The surgery itself wasn’t horrible.  The day after was.  I’ve never been in that much pain.  It felt like someone was repeatedly lighting my foot on fire. But the worst part of it occurred before the surgery actually happened.

I have “bad” veins.  That has always been the case, but it has become more and more apparent the longer I live with multiple chronic illnesses.  The nurse that prepped me for my surgery tried three times, to no avail.  She went and got the anesthesiologist.  He came in and asked if they had ever gone in my jugular for an IV before.  I stated that no one had ever done that before and I didn’t even realize that was a thing.

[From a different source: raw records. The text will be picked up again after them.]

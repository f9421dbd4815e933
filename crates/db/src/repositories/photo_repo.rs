//! Repository for the `photos` table.
//!
//! Rows only record where the files live; writing and removing the files
//! themselves is the caller's job.

use eventplan_core::types::DbId;
use sqlx::PgPool;

use crate::models::photo::{CreatePhoto, Photo};

/// Column list for `photos` queries.
const COLUMNS: &str = "\
    id, event_id, filename, original_path, thumbnail_path, \
    file_size, created_at";

/// Stored file locations of one photo.
#[derive(Debug, Clone, PartialEq, sqlx::FromRow)]
pub struct PhotoFiles {
    pub original_path: String,
    pub thumbnail_path: String,
}

/// Provides data access for photos.
pub struct PhotoRepo;

impl PhotoRepo {
    /// Record a processed upload.
    pub async fn create(pool: &PgPool, dto: &CreatePhoto) -> Result<Photo, sqlx::Error> {
        let query = format!(
            "INSERT INTO photos (event_id, filename, original_path, thumbnail_path, file_size) \
             VALUES ($1, $2, $3, $4, $5) \
             RETURNING {COLUMNS}"
        );
        sqlx::query_as::<_, Photo>(&query)
            .bind(dto.event_id)
            .bind(&dto.filename)
            .bind(&dto.original_path)
            .bind(&dto.thumbnail_path)
            .bind(dto.file_size)
            .fetch_one(pool)
            .await
    }

    /// Find a photo by its internal ID.
    pub async fn find_by_id(pool: &PgPool, id: DbId) -> Result<Option<Photo>, sqlx::Error> {
        let query = format!("SELECT {COLUMNS} FROM photos WHERE id = $1");
        sqlx::query_as::<_, Photo>(&query)
            .bind(id)
            .fetch_optional(pool)
            .await
    }

    /// List the photos of one event, newest first.
    pub async fn list_by_event(pool: &PgPool, event_id: DbId) -> Result<Vec<Photo>, sqlx::Error> {
        let query = format!(
            "SELECT {COLUMNS} FROM photos WHERE event_id = $1 ORDER BY created_at DESC, id DESC"
        );
        sqlx::query_as::<_, Photo>(&query)
            .bind(event_id)
            .fetch_all(pool)
            .await
    }

    /// List the photos of several events at once, newest first.
    pub async fn list_by_event_ids(
        pool: &PgPool,
        event_ids: &[DbId],
    ) -> Result<Vec<Photo>, sqlx::Error> {
        let query = format!(
            "SELECT {COLUMNS} FROM photos \
             WHERE event_id = ANY($1) ORDER BY created_at DESC, id DESC"
        );
        sqlx::query_as::<_, Photo>(&query)
            .bind(event_ids)
            .fetch_all(pool)
            .await
    }

    /// File locations of every photo of an event.
    ///
    /// Read before deleting the event so the files can be removed after the
    /// cascade.
    pub async fn files_for_event(
        pool: &PgPool,
        event_id: DbId,
    ) -> Result<Vec<PhotoFiles>, sqlx::Error> {
        sqlx::query_as::<_, PhotoFiles>(
            "SELECT original_path, thumbnail_path FROM photos WHERE event_id = $1",
        )
        .bind(event_id)
        .fetch_all(pool)
        .await
    }

    /// File locations of every photo of every event in a category.
    pub async fn files_for_category(
        pool: &PgPool,
        category_id: DbId,
    ) -> Result<Vec<PhotoFiles>, sqlx::Error> {
        sqlx::query_as::<_, PhotoFiles>(
            "SELECT p.original_path, p.thumbnail_path \
             FROM photos p \
             JOIN events e ON e.id = p.event_id \
             WHERE e.category_id = $1",
        )
        .bind(category_id)
        .fetch_all(pool)
        .await
    }

    /// Delete a photo row by ID.
    ///
    /// Returns `true` if a row was deleted.
    pub async fn delete(pool: &PgPool, id: DbId) -> Result<bool, sqlx::Error> {
        let result = sqlx::query("DELETE FROM photos WHERE id = $1")
            .bind(id)
            .execute(pool)
            .await?;
        Ok(result.rows_affected() > 0)
    }
}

The anesthesiologist asked if he could try and get the IV by going in my jugular.  I didn’t really have a choice.  But if he wouldn’t have gotten it, I would have gotten off that table and run away, ass flapping in the wind.  And I never would have looked back.

But because I let him, I keeping looking back and back some more.  At this point, I would say that I have medical PTSD.  Part of the reason is that after going through foot surgery, having four screws put in my foot that will remain their permanently, and several visible scars, what remains is the IV in the jugular.  That’s what sticks out to me from the whole experience.  Not only sticks out, but troubles me deeply.  It was traumatic.  My stress level was through the roof. They did numb my neck first, but that was more needle sticks.  I heard the anesthesiologist warn my mom before they let her come in the room that they had inserted the IV in my neck, and not to be alarmed.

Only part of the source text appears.